Yves-Alexandre Thalmann est auteur de livres, professeur de psychologie et coach. Il contribue au magazine « Cerveau&Psycho » depuis plusieurs années avec la chronique « L’envers du développement personnel ».
Fanny Huleux l’a interrogé sur le thème des bonnes résolutions et notamment sur son livre « Cette fois, c’est la bonne ! Tenir ses bonnes résolutions et réaliser (enfin) ses objectifs grâce aux pactes d’Ulysse ». Pour voir l’interview filmée, cliquez sur la bannière !
Qu’est-ce que le pacte d’Ulysse ?
Ulysse, le héros de la mythologie grecque, personnage central de l’Odyssée, souhaitait entendre le chant des sirènes, tout en sachant qu’il serait envoûté et souhaiterait les rejoindre, se précipitant ainsi vers une mort certaine. Pour ne pas succomber à la tentation, il ordonna donc à ses compagnons de se boucher les oreilles avec de la cire puis de l’attacher au mât du bateau et de ne pas le détacher lorsqu’il l’exigerait.
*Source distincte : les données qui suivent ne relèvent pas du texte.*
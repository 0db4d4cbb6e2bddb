use leadgen_places::PlacesError;
use thiserror::Error;

#[derive(Debug, Error)]
pub enum PipelineError {
    /// The search stage failed. Aborts the run.
    #[error("fetching places for \"{query}\" failed: {source}")]
    Fetch {
        query: String,
        #[source]
        source: PlacesError,
    },

    #[error("invalid pipeline configuration: {0}")]
    InvalidConfig(String),
}

impl PipelineError {
    /// `true` when the failure is a credential or setup problem.
    #[must_use]
    pub fn is_configuration(&self) -> bool {
        match self {
            PipelineError::Fetch { source, .. } => source.is_configuration(),
            PipelineError::InvalidConfig(_) => true,
        }
    }
}

/// Homepage fetch failures. Always absorbed by the email chain.
#[derive(Debug, Error)]
pub enum ScrapeError {
    #[error("HTTP error: {0}")]
    Http(#[from] reqwest::Error),

    #[error("unexpected HTTP {status} from {url}")]
    Status { status: u16, url: String },

    #[error("invalid website URL \"{0}\"")]
    InvalidUrl(String),

    #[error("page fetch timed out after {0} ms")]
    Timeout(u128),
}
Par extension, un pacte d’Ulysse est une décision prise librement mais à laquelle on est liée dans le futur grâce à une contrainte, décidée par nous mais qui ne dépendra plus de nous : ce pacte permet de se placer volontairement dans l’incapacité de dévier de sa décision.
Pourquoi est-il aussi difficile de tenir ses engagements ?
Les gens essaient de faire les choses toujours de la même façon, en pensant qu’il s’agit de faire preuve de volonté et que, cette année, les choses seront différentes. Ils pêchent par optimisme et oublient les précédents échecs.
Les bonnes résolutions n’apportent pas de gratification immédiate, cette gratification est différée et les résolutions représentent un effort. Or, notre société permet d’obtenir de nombreuses choses très rapidement et le plaisir immédiat (consulter les réseaux, regarder un film, voir ses amis…) est très accessible.
Tenir ses bonnes résolutions demande de sacrifier une part de plaisir immédiat, ce qui place devant le choix suivant : se faire plaisir ou se donner la peine de…
Les clients de Yves-Alexandre Thalmann sont des personnes qui se sont déjà heurtées à leur optimisme, qui ont déjà essayé et échoué. Il leur tient un discours leur permettant de prendre conscience qu’il faut payer ce prix : lâcher le plaisir immédiat et faire des efforts. Les étudiants, par exemple, doivent comprendre que réussir des études ne se fait pas sans effort.
Comment repérer les tentations et les déjouer ?
lors de ses consultations, Yves-Alexandre Thalmann repère très vite les déclencheurs. Les notifications des réseaux sociaux, les écrans et les aliments sont les déclencheurs les plus courants.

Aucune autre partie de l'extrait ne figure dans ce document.